Ten years ago, ESA started exploring free radical biology and oxidative stress. Today, they’re accepted disease mechanisms, life-science research has moved from single analytes to 'omics and lower limits of detection, and in drug development, there’s need for a greater understanding of the compounds in the library. As drug formulations have become increasingly complex, the imperative to “see” everything is paramount. This has spurred us to innovate with new tools – electrochemical detection-based metabolomics systems to measure the molecules critical to important biological processes, new cells to synthesize metabolites from parent compounds, and a universal detector – the Corona CAD.

Scientific challenges in the next 10 years.
Every day researchers are uncovering intriguing clues about disease pathways that may help provide earlier and more-precise diagnosis and reveal promising new targets for therapeutics. Scientists are beginning to understand the metabolic underpinnings of how and when drugs work, interact, and cause side effects. But the more we know, the more we realize how much more there is to understand – how very complicated biological processes are. For example, in humans, drugs can metabolize differently than they do in vitro or in animal models. An off-target effect of a drug may be devastating in trying to treat one disease, but might be the key to uncovering a cure in another. Solving the challenges of the next decade will require a better understanding of what is going on at a cellular level in context, in vivo, and perhaps even in real time--a tremendous challenge for us all.
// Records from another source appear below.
pub mod affiliates;
pub mod analytics;
pub mod audit_logs;
pub mod auth;
pub mod monitoring;
pub mod notifications;
pub mod promo_codes;
pub mod roles;
pub mod subscriptions;
pub mod users;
Factor(s) that drove the development of technologies during the last 10 years and greatest area of growths.
During the last 10 years, consolidation in the pharmaceutical industry, increasing competitive pressures, and a cautious regulatory environment post-Vioxx have driven more standardization in analytical systems and methods. If in the past, scientists reveled in coaxing results from their own cobbled-together analytical tools, today, they demand complete, applications-specific answer systems with easily transferable methods that deliver consistent results regardless of when, where, or by whom the sample is run. Analytics during the final development and manufacturing scale-up stage of the drug-development process has been a key area of growth. The FDA’s Process Analytical Technology initiative has driven the need for new on-line tools to ensure quality. Formulations themselves have increased in complexity--today’s pharmaceuticals may be made up of dozens of compounds – and even the minutest quantities of impurities can affect performance or cause side effects. This continues to push the limits of detection ever-lower for analytical instruments.

Bold Prediction: Where will drug research technology be in 10 years?
Over the next 10 years, the pharmaceutical industry will redefine their measures of success. Company fortunes will no longer be made developing a few blockbuster drugs designed for the masses, but by developing masses of focused therapeutics, targeted specifically to a few. This will drive the need for cost-effective, reliable, sample-in/answers-out tools that can be used throughout the continuum of drug development--from research and methods-development in many different labs--to production on the factory floor. Drug-discovery will also need to proceed on a parallel track with new diagnostic platforms that make near-patient testing fast, accurate, and foolproof.